[25.08.07] Denoising Diffusion Implicit Models ‐ 2 - Paper-Reading-Study/2025 GitHub Wiki

Paper Reading Study Notes

General Information

  • Paper Title: DENOISING DIFFUSION IMPLICIT MODELS
  • Authors: Jiaming Song, Chenlin Meng & Stefano Ermon
  • Published In: ICLR
  • Year: 2021
  • Link: https://arxiv.org/abs/2010.02502
  • Date of Discussion: August 7, 2025

Summary

  • Research Problem: Denoising Diffusion Probabilistic Models (DDPMs) produce high-quality images but are extremely slow to sample from, as they require simulating a Markov chain for thousands of small steps. This paper aims to significantly accelerate the sampling process.
  • Key Contributions: The paper introduces Denoising Diffusion Implicit Models (DDIMs), a more efficient class of generative models. DDIMs generalize the Markovian diffusion process of DDPMs to non-Markovian ones. This allows for a much faster sampling trajectory (e.g., 10-50 steps instead of 1000) without retraining the model. It also enables deterministic generation, which allows for meaningful latent space interpolation.
  • Methodology/Approach: The core idea is to define a new, non-Markovian forward process that still results in the same training objective as DDPM. This allows a pre-trained DDPM model to be used for DDIM sampling. The generation process is modified to take larger, deterministic steps (when a parameter σ is set to 0), effectively "skipping" most of the steps from the original DDPM sequence.
  • Results: DDIMs achieve a significantly better trade-off between computation and sample quality. With as few as 20-100 steps, DDIMs can generate samples of comparable quality to a 1000-step DDPM, resulting in a 10-50x speedup.
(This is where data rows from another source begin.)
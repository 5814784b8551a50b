//! Client facade tying the request builder, the dispatcher, and the credential manager together.

// self
use crate::{
	_prelude::*,
	auth::{TokenManager, TokenRenewer, manager::DEFAULT_RENEWAL_MARGIN},
	error::ConfigError,
	http::{self, HttpResponse, HttpTransport},
	obs::{self, OpKind, OpOutcome, OpSpan},
	queue::RequestQueue,
	request::{HttpMethod, RequestBuilder, RequestDescriptor},
};
#[cfg(feature = "reqwest")] use crate::http::ReqwestTransport;

/// Payload placeholder for `post`/`put` calls without a body.
pub const NO_BODY: Option<&'static ()> = None;

pub(crate) struct RestInner {
	requests: RequestBuilder,
	transport: Arc<dyn HttpTransport>,
	queue: RequestQueue,
	tokens: TokenManager,
	renew_on_demand: bool,
}

/// REST client with direct and serialized (queued) request paths.
///
/// `Rest` is a cheap handle; clones share the transport, the dispatcher, and the credential
/// slot. Direct calls (`get`, `post`, ...) run immediately and may overlap. Queued calls
/// (`qget`, `qpost`, ...) go through the [`RequestQueue`], which runs them one at a time in
/// submission order. Both paths attach the current bearer token when one is installed.
#[derive(Clone)]
pub struct Rest {
	inner: Arc<RestInner>,
}
impl Rest {
	/// Starts configuring a client.
	pub fn builder() -> RestBuilder {
		RestBuilder::default()
	}

	pub(crate) fn from_inner(inner: Arc<RestInner>) -> Self {
		Self { inner }
	}

	/// Credential manager backing this client.
	pub fn tokens(&self) -> &TokenManager {
		&self.inner.tokens
	}

	/// Dispatcher used by the queued request variants.
	pub fn queue(&self) -> &RequestQueue {
		&self.inner.queue
	}

	/// Transport shared by both request paths.
	pub fn transport(&self) -> &Arc<dyn HttpTransport> {
		&self.inner.transport
	}

	/// Base URL joined onto relative endpoints.
	pub fn base_url(&self) -> Option<&Url> {
		self.inner.requests.base_url()
	}

	/// Runs the initial credential renewal; a no-op without a renewal callback.
	pub async fn init_auth(&self) -> Result<()> {
		self.inner.tokens.init().await
	}

	/// Builds a descriptor carrying the currently installed token.
	pub fn build_request<P>(
		&self,
		endpoint: &str,
		method: HttpMethod,
		payload: Option<&P>,
		with_credentials: bool,
	) -> Result<RequestDescriptor>
	where
		P: ?Sized + Serialize,
	{
		let token = self.inner.tokens.current_token();

		self.inner.requests.build(
			endpoint,
			method.as_method(),
			payload,
			with_credentials,
			token.as_ref(),
		)
	}

	/// Sends a prepared descriptor directly, bypassing the queue.
	pub async fn execute(&self, request: &RequestDescriptor) -> Result<HttpResponse> {
		http::execute(self.inner.transport.as_ref(), request).await
	}

	/// Sends a request immediately.
	pub async fn make_request<P>(
		&self,
		endpoint: &str,
		method: HttpMethod,
		payload: Option<&P>,
		with_credentials: bool,
	) -> Result<HttpResponse>
	where
		P: ?Sized + Serialize + Sync,
	{
		const KIND: OpKind = OpKind::Direct;

		let span = OpSpan::new(KIND, "make_request");

		obs::record_op_outcome(KIND, OpOutcome::Attempt);

		let result = span
			.instrument(async {
				let request = self.prepare(endpoint, method, payload, with_credentials).await?;

				span.record_request(&request);

				self.execute(&request).await
			})
			.await;

		record_result(KIND, &result);

		result
	}

	/// Sends a request through the serialized dispatcher and waits for its turn and response.
	pub async fn make_q_request<P>(
		&self,
		endpoint: &str,
		method: HttpMethod,
		payload: Option<&P>,
		with_credentials: bool,
	) -> Result<HttpResponse>
	where
		P: ?Sized + Serialize + Sync,
	{
		const KIND: OpKind = OpKind::Queued;

		let span = OpSpan::new(KIND, "make_q_request");

		obs::record_op_outcome(KIND, OpOutcome::Attempt);

		let result = span
			.instrument(async {
				let request = self.prepare(endpoint, method, payload, with_credentials).await?;

				span.record_request(&request);

				self.inner.queue.enqueue(request).await
			})
			.await;

		record_result(KIND, &result);

		result
	}

	/// `GET` sent immediately.
	pub async fn get(&self, endpoint: &str, with_credentials: bool) -> Result<HttpResponse> {
		self.make_request(endpoint, HttpMethod::Get, NO_BODY, with_credentials).await
	}

	/// `POST` sent immediately.
	pub async fn post<P>(
		&self,
		endpoint: &str,
		payload: Option<&P>,
		with_credentials: bool,
	) -> Result<HttpResponse>
	where
		P: ?Sized + Serialize + Sync,
	{
		self.make_request(endpoint, HttpMethod::Post, payload, with_credentials).await
	}

	/// `PUT` sent immediately.
	pub async fn put<P>(
		&self,
		endpoint: &str,
		payload: Option<&P>,
		with_credentials: bool,
	) -> Result<HttpResponse>
	where
		P: ?Sized + Serialize + Sync,
	{
		self.make_request(endpoint, HttpMethod::Put, payload, with_credentials).await
	}

	/// `DELETE` sent immediately.
	pub async fn delete(&self, endpoint: &str, with_credentials: bool) -> Result<HttpResponse> {
		self.make_request(endpoint, HttpMethod::Delete, NO_BODY, with_credentials).await
	}

	/// Queued `GET`.
	pub async fn qget(&self, endpoint: &str, with_credentials: bool) -> Result<HttpResponse> {
		self.make_q_request(endpoint, HttpMethod::Get, NO_BODY, with_credentials).await
	}

	/// Queued `POST`.
	pub async fn qpost<P>(
		&self,
		endpoint: &str,
		payload: Option<&P>,
		with_credentials: bool,
	) -> Result<HttpResponse>
	where
		P: ?Sized + Serialize + Sync,
	{
		self.make_q_request(endpoint, HttpMethod::Post, payload, with_credentials).await
	}

	/// Queued `PUT`.
	pub async fn qput<P>(
		&self,
		endpoint: &str,
		payload: Option<&P>,
		with_credentials: bool,
	) -> Result<HttpResponse>
	where
		P: ?Sized + Serialize + Sync,
	{
		self.make_q_request(endpoint, HttpMethod::Put, payload, with_credentials).await
	}

	/// Queued `DELETE`.
	pub async fn qdelete(&self, endpoint: &str, with_credentials: bool) -> Result<HttpResponse> {
		self.make_q_request(endpoint, HttpMethod::Delete, NO_BODY, with_credentials).await
	}

	async fn prepare<P>(
		&self,
		endpoint: &str,
		method: HttpMethod,
		payload: Option<&P>,
		with_credentials: bool,
	) -> Result<RequestDescriptor>
	where
		P: ?Sized + Serialize + Sync,
	{
		if self.inner.renew_on_demand {
			self.inner.tokens.ensure_fresh().await?;
		}

		self.build_request(endpoint, method, payload, with_credentials)
	}
}
impl Debug for Rest {
	fn fmt(&self, f: &mut Formatter) -> FmtResult {
		f.debug_struct("Rest")
			.field("base_url", &self.base_url().map(Url::as_str))
			.field("tokens", &self.inner.tokens)
			.field("queue", &self.inner.queue)
			.field("renew_on_demand", &self.inner.renew_on_demand)
			.finish()
	}
}

/// Configuration for [`Rest`].
pub struct RestBuilder {
	base_url: Option<String>,
	access_token: Option<String>,
	renewer: Option<Arc<dyn TokenRenewer>>,
	renewal_margin: Duration,
	request_timeout: Option<StdDuration>,
	renew_on_demand: bool,
	transport: Option<Arc<dyn HttpTransport>>,
}
impl RestBuilder {
	/// Sets the base URL joined onto relative endpoints.
	pub fn base_url(mut self, url: impl Into<String>) -> Self {
		self.base_url = Some(url.into());

		self
	}

	/// Installs a static bearer token at construction.
	pub fn access_token(mut self, token: impl Into<String>) -> Self {
		self.access_token = Some(token.into());

		self
	}

	/// Registers the renewal callback.
	pub fn renewer<R>(mut self, renewer: R) -> Self
	where
		R: TokenRenewer,
	{
		self.renewer = Some(Arc::new(renewer));

		self
	}

	/// Sets how long before the declared expiry the automatic renewal runs (default 2s).
	pub fn renewal_margin(mut self, margin: Duration) -> Self {
		self.renewal_margin = margin;

		self
	}

	/// Applies a deadline to every request.
	pub fn request_timeout(mut self, timeout: StdDuration) -> Self {
		self.request_timeout = Some(timeout);

		self
	}

	/// Controls whether requests renew a missing or expired credential first (default on).
	pub fn renew_on_demand(mut self, enabled: bool) -> Self {
		self.renew_on_demand = enabled;

		self
	}

	/// Uses `transport` instead of the default reqwest transport.
	pub fn transport<T>(self, transport: T) -> Self
	where
		T: HttpTransport,
	{
		self.shared_transport(Arc::new(transport))
	}

	/// Uses a shared transport instance.
	pub fn shared_transport(mut self, transport: Arc<dyn HttpTransport>) -> Self {
		self.transport = Some(transport);

		self
	}

	/// Validates the configuration and creates the client.
	pub fn build(self) -> Result<Rest> {
		let Self {
			base_url,
			access_token,
			renewer,
			renewal_margin,
			request_timeout,
			renew_on_demand,
			transport,
		} = self;
		let base_url = base_url.as_deref().map(parse_base_url).transpose()?;
		let transport = match transport {
			Some(transport) => transport,
			None => default_transport()?,
		};
		let requests = RequestBuilder::new(base_url).with_timeout(request_timeout);
		let queue = RequestQueue::new(transport.clone());
		let inner = Arc::new_cyclic(|client| RestInner {
			requests,
			transport,
			queue,
			tokens: TokenManager::new(client.clone(), renewal_margin),
			renew_on_demand,
		});

		if let Some(token) = access_token {
			inner.tokens.set_access_token(token);
		}
		if let Some(renewer) = renewer {
			inner.tokens.set_renewer(renewer);
		}

		Ok(Rest::from_inner(inner))
	}
}
impl Default for RestBuilder {
	fn default() -> Self {
		Self {
			base_url: None,
			access_token: None,
			renewer: None,
			renewal_margin: DEFAULT_RENEWAL_MARGIN,
			request_timeout: None,
			renew_on_demand: true,
			transport: None,
		}
	}
}
impl Debug for RestBuilder {
	fn fmt(&self, f: &mut Formatter) -> FmtResult {
		f.debug_struct("RestBuilder")
			.field("base_url", &self.base_url)
			.field("access_token_set", &self.access_token.is_some())
			.field("renewer_set", &self.renewer.is_some())
			.field("renewal_margin", &self.renewal_margin)
			.field("request_timeout", &self.request_timeout)
			.field("renew_on_demand", &self.renew_on_demand)
			.field("transport_set", &self.transport.is_some())
			.finish()
	}
}

fn parse_base_url(raw: &str) -> Result<Url> {
	let invalid = |reason: String| ConfigError::InvalidBaseUrl { url: raw.to_owned(), reason };
	let url = Url::parse(raw).map_err(|e| invalid(e.to_string()))?;

	match url.scheme() {
		"http" | "https" => Ok(url),
		scheme => Err(invalid(format!("unsupported scheme `{scheme}`")).into()),
	}
}

#[cfg(feature = "reqwest")]
fn default_transport() -> Result<Arc<dyn HttpTransport>> {
	Ok(Arc::new(ReqwestTransport::new()?))
}

#[cfg(not(feature = "reqwest"))]
fn default_transport() -> Result<Arc<dyn HttpTransport>> {
	Err(ConfigError::MissingTransport.into())
}

fn record_result<T>(kind: OpKind, result: &Result<T>) {
	match result {
		Ok(_) => obs::record_op_outcome(kind, OpOutcome::Success),
		Err(e) => {
			tracing::debug!(op = kind.as_str(), error = %e, "Request failed.");
			obs::record_op_outcome(kind, OpOutcome::Failure);
		},
	}
}
//! Serialized REST access layer: a FIFO, single-flight request queue paired with a bearer
//! credential manager that renews tokens before they expire.

#![deny(clippy::all, missing_docs, unused_crate_dependencies)]

pub mod auth;
pub mod error;
pub mod http;
pub mod oauth;
pub mod obs;
pub mod queue;
pub mod request;
pub mod rest;

pub use rest::{NO_BODY, Rest, RestBuilder};

mod _prelude {
	pub use std::{
		collections::VecDeque,
		error::Error as StdError,
		fmt::{Debug, Display, Formatter, Result as FmtResult},
		future::Future,
		pin::Pin,
		sync::{Arc, Weak},
		time::Duration as StdDuration,
	};

	pub use async_lock::Mutex as AsyncMutex;
	pub use oauth2::http::{HeaderMap, HeaderValue, Method, StatusCode, header};
	pub use parking_lot::{Mutex, RwLock};
	#[cfg(feature = "reqwest")]
	pub use reqwest::{Client as ReqwestClient, Error as ReqwestError};
	pub use serde::{Deserialize, Serialize, de::DeserializeOwned};
	pub use serde_json::Value as JsonValue;
	pub use thiserror::Error as ThisError;
	pub use time::{Duration, OffsetDateTime};
	pub use url::Url;

	pub use crate::error::{Error, Result};
}

pub use oauth2::http as http_types;
#[cfg(feature = "reqwest")] pub use reqwest;
pub use url;
#[cfg(test)] use {color_eyre as _, httpmock as _};
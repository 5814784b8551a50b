//! OAuth 2.0 `refresh_token` grant packaged as a [`TokenRenewer`].

pub use oauth2;

// crates.io
use oauth2::{
	AsyncHttpClient, AuthType, ClientId, ClientSecret, EndpointNotSet, EndpointSet, HttpRequest,
	RefreshToken, RequestTokenError, Scope, TokenResponse, TokenUrl,
	basic::{BasicClient, BasicRequestTokenError, BasicTokenResponse},
};
// self
use crate::{
	_prelude::*,
	auth::{RenewFuture, TokenGrant, TokenRenewer},
	error::{ConfigError, CredentialError, TransportError},
	http::HttpTransport,
	request::RequestDescriptor,
	rest::Rest,
};

type RefreshClient =
	BasicClient<EndpointNotSet, EndpointNotSet, EndpointNotSet, EndpointNotSet, EndpointSet>;

/// Renews credentials by exchanging a refresh token at a token endpoint.
///
/// Token requests travel over the client's own [`HttpTransport`], so a custom or mocked
/// transport covers renewals too. When the server rotates the refresh token, the new one
/// replaces the stored value before the grant is returned.
pub struct RefreshTokenRenewer {
	token_url: String,
	client: RefreshClient,
	refresh_token: Mutex<RefreshToken>,
	scopes: Vec<Scope>,
}
impl RefreshTokenRenewer {
	/// Creates a renewer for a public client.
	pub fn new(
		token_url: impl Into<String>,
		client_id: impl Into<String>,
		refresh_token: impl Into<String>,
	) -> Result<Self> {
		let token_url = token_url.into();
		let endpoint = TokenUrl::new(token_url.clone())
			.map_err(|source| ConfigError::InvalidTokenUrl { source })?;
		let client = BasicClient::new(ClientId::new(client_id.into())).set_token_uri(endpoint);

		Ok(Self {
			token_url,
			client,
			refresh_token: Mutex::new(RefreshToken::new(refresh_token.into())),
			scopes: Vec::new(),
		})
	}

	/// Authenticates as a confidential client (HTTP Basic by default).
	pub fn with_client_secret(mut self, secret: impl Into<String>) -> Self {
		self.client = self.client.set_client_secret(ClientSecret::new(secret.into()));

		self
	}

	/// Sends client credentials in the form body instead of the `Authorization` header.
	pub fn with_request_body_auth(mut self) -> Self {
		self.client = self.client.set_auth_type(AuthType::RequestBody);

		self
	}

	/// Requests the given scopes on every renewal.
	pub fn with_scopes<I, S>(mut self, scopes: I) -> Self
	where
		I: IntoIterator<Item = S>,
		S: Into<String>,
	{
		self.scopes = scopes.into_iter().map(|scope| Scope::new(scope.into())).collect();

		self
	}

	/// Refresh token presented on the next renewal.
	pub fn refresh_token(&self) -> String {
		self.refresh_token.lock().secret().to_owned()
	}
}
impl TokenRenewer for RefreshTokenRenewer {
	fn renew<'a>(&'a self, rest: &'a Rest) -> RenewFuture<'a> {
		Box::pin(async move {
			let handle = TransportHandle(rest.transport().clone());
			let refresh_token = self.refresh_token.lock().clone();
			let mut request = self.client.exchange_refresh_token(&refresh_token);

			for scope in &self.scopes {
				request = request.add_scope(scope.clone());
			}

			let response = request.request_async(&handle).await.map_err(map_request_error)?;

			if let Some(rotated) = response.refresh_token() {
				tracing::debug!("Token endpoint rotated the refresh token.");

				*self.refresh_token.lock() = rotated.clone();
			}

			Ok(grant_from_response(&response))
		})
	}
}
impl Debug for RefreshTokenRenewer {
	fn fmt(&self, f: &mut Formatter) -> FmtResult {
		f.debug_struct("RefreshTokenRenewer")
			.field("token_url", &self.token_url)
			.field("refresh_token", &"<redacted>")
			.field("scopes", &self.scopes)
			.finish()
	}
}

struct TransportHandle(Arc<dyn HttpTransport>);
impl<'c> AsyncHttpClient<'c> for TransportHandle {
	type Error = TransportError;
	type Future =
		Pin<Box<dyn Future<Output = Result<oauth2::HttpResponse, Self::Error>> + 'c + Send>>;

	fn call(&'c self, request: HttpRequest) -> Self::Future {
		Box::pin(async move {
			let (parts, body) = request.into_parts();
			let url = Url::parse(&parts.uri.to_string()).map_err(TransportError::network)?;
			let body = if body.is_empty() { None } else { Some(body) };
			let descriptor = RequestDescriptor::from_parts(parts.method, url, parts.headers, body);
			let raw = self.0.send(&descriptor).await?;
			let mut response = oauth2::HttpResponse::new(raw.body);

			*response.status_mut() = raw.status;
			*response.headers_mut() = raw.headers;

			Ok(response)
		})
	}
}

fn grant_from_response(response: &BasicTokenResponse) -> TokenGrant {
	TokenGrant {
		access_token: response.access_token().secret().to_owned(),
		token_type: Some(response.token_type().as_ref().to_owned()),
		expires_in: response.expires_in().map(|ttl| ttl.as_secs()),
		refresh_token: response.refresh_token().map(|token| token.secret().to_owned()),
		scope: response
			.scopes()
			.map(|scopes| scopes.iter().map(|scope| scope.as_str()).collect::<Vec<_>>().join(" ")),
	}
}

fn map_request_error(err: BasicRequestTokenError<TransportError>) -> Error {
	match err {
		RequestTokenError::ServerResponse(response) => CredentialError::Rejected {
			error: response.error().as_ref().to_owned(),
			description: response.error_description().cloned(),
		}
		.into(),
		RequestTokenError::Request(e) => e.into(),
		RequestTokenError::Parse(source, _body) => CredentialError::MalformedGrant { source }.into(),
		RequestTokenError::Other(message) => CredentialError::Other { message }.into(),
	}
}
The deterministic nature of DDIMs also allows for consistent reconstruction from latent codes and semantic image interpolation.

Discussion Points

  • Strengths:

    • Efficiency: The massive speedup in sampling is the most compelling advantage. The group recognized this as the primary solution to DDPM's main bottleneck.
    • No Retraining: The ability to use an existing, pre-trained DDPM model is a huge practical benefit.
    • Deterministic Latent Space: The deterministic nature of DDIM (σ=0) allows for consistent generation from a given latent variable and enables semantic interpolation, which is not possible with the stochastic DDPM process.
  • Weaknesses:

    • Theoretical Complexity: The group found the theoretical justification, particularly the unified variational objective in Section 3.2 and Theorem 1, difficult to grasp intuitively. They felt the mathematical argument was a bit like "forcing it to work" ("억지에 억지를 부리는 느낌").
    • Potential for Mode Collapse: A question was raised whether taking very large steps could lead to issues like mode collapse, although the paper's results suggest it performs well in practice.
  • Key Questions:

    • What is the deep intuition behind why the non-Markovian process leads to the same training objective, allowing the model to be reused?
    • How exactly does conditioning on the initial state x_0 in the forward process justify taking larger, more direct steps in the reverse (generative) process?
    • In the experimental results (Table 1), what is the exact difference between the DDPM with η=1 and the one denoted by σ_hat? The group was confused by the performance difference.
    • The connection to Score-Based Models and SDEs was noted as fascinating but not fully understood, pointing to a knowledge gap the group wanted to address.
  • Applications:

    • Fast, high-quality image generation for practical applications where latency is critical.
    • Creative tools that leverage semantic latent space interpolation for smooth transitions between images.
    • Image reconstruction and manipulation via encoding an image into a latent code and then decoding it.
  • Connections:

    • The discussion highlighted the fascinating connection between seemingly different models. DDIM acts as a bridge between DDPMs and Score-Based Models (via SDEs/ODEs).
    • The generative process of DDIM was seen as analogous to solving an ODE, where the model predicts the "flow" or direction towards the final image.

Notes and Reflections

  • Interesting Insights:

    • The group found it "magical" that a complex, intractable reverse process could be so effectively approximated and accelerated by a neural network. They saw DDIM as a clever "hack" that breaks the strict Markovian assumption of DDPMs by looking at the overall trajectory from noise to data.
    • The progression from DDPM to DDIM and its connection to score models was seen as a process of repeated generalization: first generalizing data to a noise distribution, and then generalizing the path back.
  • Lessons Learned:

    • The key takeaway was understanding the speed-quality trade-off. DDIM is not necessarily superior at 1000 steps, but it is vastly more practical because it achieves high quality with far fewer steps.
    • The discussion solidified the understanding that DDPM is stochastic, while DDIM can be made deterministic, which is the source of its unique properties like interpolation and consistency.
  • Future Directions:

    • The group concluded that a deeper study of Stochastic Differential Equations (SDEs) is necessary to fully understand the theoretical underpinnings of modern generative models.
    • Investigating the limits of the step-skipping process in DDIM could be an interesting direction. How many steps can be skipped before generation quality severely degrades?